-------- DATA IN THIS EXERCISE --------
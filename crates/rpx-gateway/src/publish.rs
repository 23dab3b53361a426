//! # Publish Locks
//!
//! Per-key exclusion for the last step of a MISS: renaming the staged blob
//! into place and upserting its descriptor. Two fetches of the same key may
//! stream concurrently, but their publications never interleave, so the
//! blob on disk always belongs to the descriptor in the index.
//!
//! Entries are weak; a key's mutex is dropped with its last guard and pruned
//! on the next acquisition.

use std::collections::HashMap;
use std::sync::{Arc, Weak};

use parking_lot::Mutex;
use rpx_core::{CachePath, RepositoryName};
use tokio::sync::{Mutex as AsyncMutex, OwnedMutexGuard};

type Key = (RepositoryName, CachePath);

/// Keyed async mutexes, shared by every tee task in the process.
#[derive(Debug, Clone, Default)]
pub struct PublishLocks {
    in_flight: Arc<Mutex<HashMap<Key, Weak<AsyncMutex<()>>>>>,
}

impl PublishLocks {
    pub fn new() -> Self {
        Self::default()
    }

    /// Wait for exclusive publication rights on a key.
    pub async fn acquire(&self, repository: &RepositoryName, path: &CachePath) -> OwnedMutexGuard<()> {
        let lock = {
            let mut in_flight = self.in_flight.lock();
            in_flight.retain(|_, entry| entry.strong_count() > 0);
            let key = (repository.clone(), path.clone());
            match in_flight.get(&key).and_then(Weak::upgrade) {
                Some(lock) => lock,
                None => {
                    let lock = Arc::new(AsyncMutex::new(()));
                    in_flight.insert(key, Arc::downgrade(&lock));
                    lock
                }
            }
        };
        lock.lock_owned().await
    }

    /// Keys with a live holder or waiter.
    pub fn active(&self) -> usize {
        self.in_flight
            .lock()
            .values()
            .filter(|entry| entry.strong_count() > 0)
            .count()
    }
}
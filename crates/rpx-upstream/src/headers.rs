//! Extraction of freshness validators from upstream response headers.
//!
//! Missing headers read as empty strings. A missing or unparsable
//! `Content-Length` reads as `None`; callers decide whether that means 0
//! (probe) or "use the probe's value" (fetch).

use reqwest::header::{HeaderMap, HeaderName, CONTENT_LENGTH, CONTENT_TYPE, ETAG, LAST_MODIFIED};
use rpx_core::Fingerprint;

/// Content type used when the upstream does not send one.
pub const DEFAULT_CONTENT_TYPE: &str = "application/octet-stream";

fn header_str<'a>(headers: &'a HeaderMap, name: &HeaderName) -> &'a str {
    headers
        .get(name)
        .and_then(|v| v.to_str().ok())
        .unwrap_or("")
}

/// Parse `Content-Length`, if present and a valid integer.
pub fn content_length(headers: &HeaderMap) -> Option<u64> {
    headers
        .get(CONTENT_LENGTH)
        .and_then(|v| v.to_str().ok())
        .and_then(|s| s.trim().parse::<u64>().ok())
}

/// `Content-Type`, or [`DEFAULT_CONTENT_TYPE`] when absent or empty.
pub fn content_type(headers: &HeaderMap) -> String {
    match header_str(headers, &CONTENT_TYPE) {
        "" => DEFAULT_CONTENT_TYPE.to_string(),
        value => value.to_string(),
    }
}

/// Build a fingerprint from `Last-Modified`, `ETag` and the given size.
pub fn fingerprint(headers: &HeaderMap, file_size: u64) -> Fingerprint {
    Fingerprint::new(
        header_str(headers, &LAST_MODIFIED),
        file_size,
        header_str(headers, &ETAG),
    )
}
//! # repoproxy — Binary Entry Point
//!
//! Parses configuration, connects the optional database, and serves the
//! gateway router with peer addresses attached to each request.

use std::net::SocketAddr;

use anyhow::Context;
use clap::Parser;
use rpx_gateway::config::{GatewayArgs, GatewayConfig};
use rpx_gateway::state::AppState;

#[tokio::main]
async fn main() -> anyhow::Result<()> {
    let args = GatewayArgs::parse();
    init_tracing(args.log_json);

    let config = GatewayConfig::from(args);
    tracing::info!(?config, "starting repoproxy");

    // Database is optional; absent means in-memory index and static directory.
    let db_pool = match config.database_url.as_deref() {
        Some(url) => Some(
            rpx_gateway::db::init_pool(url)
                .await
                .context("database initialization failed")?,
        ),
        None => {
            tracing::warn!("no database configured; cache descriptors will not survive restarts");
            None
        }
    };

    tokio::fs::create_dir_all(&config.cache_dir)
        .await
        .with_context(|| format!("cannot create cache directory {}", config.cache_dir.display()))?;

    let port = config.port;
    let state = AppState::from_config(config, db_pool).context("failed to build upstream client")?;
    let app = rpx_gateway::app(state);

    let addr = SocketAddr::from(([0, 0, 0, 0], port));
    let listener = tokio::net::TcpListener::bind(addr)
        .await
        .with_context(|| format!("cannot bind {addr}"))?;
    tracing::info!(%addr, "repoproxy listening");

    axum::serve(
        listener,
        app.into_make_service_with_connect_info::<SocketAddr>(),
    )
    .await?;

    Ok(())
}

fn init_tracing(json: bool) {
    let filter = tracing_subscriber::EnvFilter::try_from_default_env()
        .unwrap_or_else(|_| tracing_subscriber::EnvFilter::new("info"));
    let builder = tracing_subscriber::fmt().with_env_filter(filter);
    if json {
        builder.json().init();
    } else {
        builder.init();
    }
}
--------
EXERCISE BRIEF
The response should be an exact copy of all the records above.

REPLY TO THE TASK
filename crates/rpx-gateway/src/publish.rs
repository 23dab3b53361a426
//! # Publish Locks
//!
//! Per-key exclusion for the last step of a MISS: renaming the staged blob
//! into place and upserting its descriptor. Two fetches of the same key may
//! stream concurrently, but their publications never interleave, so the
//! blob on disk always belongs to the descriptor in the index.
//!
//! Entries are weak; a key's mutex is dropped with its last guard and pruned
//! on the next acquisition.

use std::collections::HashMap;
use std::sync::{Arc, Weak};

use parking_lot::Mutex;
use rpx_core::{CachePath, RepositoryName};
use tokio::sync::{Mutex as AsyncMutex, OwnedMutexGuard};

type Key = (RepositoryName, CachePath);

/// Keyed async mutexes, shared by every tee task in the process.
#[derive(Debug, Clone, Default)]
pub struct PublishLocks {
    in_flight: Arc<Mutex<HashMap<Key, Weak<AsyncMutex<()>>>>>,
}

impl PublishLocks {
    pub fn new() -> Self {
        Self::default()
    }

    /// Wait for exclusive publication rights on a key.
    pub async fn acquire(&self, repository: &RepositoryName, path: &CachePath) -> OwnedMutexGuard<()> {
        let lock = {
            let mut in_flight = self.in_flight.lock();
            in_flight.retain(|_, entry| entry.strong_count() > 0);
            let key = (repository.clone(), path.clone());
            match in_flight.get(&key).and_then(Weak::upgrade) {
                Some(lock) => lock,
                None => {
                    let lock = Arc::new(AsyncMutex::new(()));
                    in_flight.insert(key, Arc::downgrade(&lock));
                    lock
                }
            }
        };
        lock.lock_owned().await
    }

    /// Keys with a live holder or waiter.
    pub fn active(&self) -> usize {
        self.in_flight
            .lock()
            .values()
            .filter(|entry| entry.strong_count() > 0)
            .count()
    }
}
filename crates/rpx-upstream/src/headers.rs
//! Extraction of freshness validators from upstream response headers.
//!
//! Missing headers read as empty strings. A missing or unparsable
//! `Content-Length` reads as `None`; callers decide whether that means 0
//! (probe) or "use the probe's value" (fetch).

use reqwest::header::{HeaderMap, HeaderName, CONTENT_LENGTH, CONTENT_TYPE, ETAG, LAST_MODIFIED};
use rpx_core::Fingerprint;

/// Content type used when the upstream does not send one.
pub const DEFAULT_CONTENT_TYPE: &str = "application/octet-stream";

fn header_str<'a>(headers: &'a HeaderMap, name: &HeaderName) -> &'a str {
    headers
        .get(name)
        .and_then(|v| v.to_str().ok())
        .unwrap_or("")
}

/// Parse `Content-Length`, if present and a valid integer.
pub fn content_length(headers: &HeaderMap) -> Option<u64> {
    headers
        .get(CONTENT_LENGTH)
        .and_then(|v| v.to_str().ok())
        .and_then(|s| s.trim().parse::<u64>().ok())
}

/// `Content-Type`, or [`DEFAULT_CONTENT_TYPE`] when absent or empty.
pub fn content_type(headers: &HeaderMap) -> String {
    match header_str(headers, &CONTENT_TYPE) {
        "" => DEFAULT_CONTENT_TYPE.to_string(),
        value => value.to_string(),
    }
}

/// Build a fingerprint from `Last-Modified`, `ETag` and the given size.
pub fn fingerprint(headers: &HeaderMap, file_size: u64) -> Fingerprint {
    Fingerprint::new(
        header_str(headers, &LAST_MODIFIED),
        file_size,
        header_str(headers, &ETAG),
    )
}
//! # repoproxy — Binary Entry Point
//!
//! Parses configuration, connects the optional database, and serves the
//! gateway router with peer addresses attached to each request.

use std::net::SocketAddr;

use anyhow::Context;
use clap::Parser;
use rpx_gateway::config::{GatewayArgs, GatewayConfig};
use rpx_gateway::state::AppState;

#[tokio::main]
async fn main() -> anyhow::Result<()> {
    let args = GatewayArgs::parse();
    init_tracing(args.log_json);

    let config = GatewayConfig::from(args);
    tracing::info!(?config, "starting repoproxy");

    // Database is optional; absent means in-memory index and static directory.
    let db_pool = match config.database_url.as_deref() {
        Some(url) => Some(
            rpx_gateway::db::init_pool(url)
                .await
                .context("database initialization failed")?,
        ),
        None => {
            tracing::warn!("no database configured; cache descriptors will not survive restarts");
            None
        }
    };

    tokio::fs::create_dir_all(&config.cache_dir)
        .await
        .with_context(|| format!("cannot create cache directory {}", config.cache_dir.display()))?;

    let port = config.port;
    let state = AppState::from_config(config, db_pool).context("failed to build upstream client")?;
    let app = rpx_gateway::app(state);

    let addr = SocketAddr::from(([0, 0, 0, 0], port));
    let listener = tokio::net::TcpListener::bind(addr)
        .await
        .with_context(|| format!("cannot bind {addr}"))?;
    tracing::info!(%addr, "repoproxy listening");

    axum::serve(
        listener,
        app.into_make_service_with_connect_info::<SocketAddr>(),
    )
    .await?;

    Ok(())
}

fn init_tracing(json: bool) {
    let filter = tracing_subscriber::EnvFilter::try_from_default_env()
        .unwrap_or_else(|_| tracing_subscriber::EnvFilter::new("info"));
    let builder = tracing_subscriber::fmt().with_env_filter(filter);
    if json {
        builder.json().init();
    } else {
        builder.init();
    }
}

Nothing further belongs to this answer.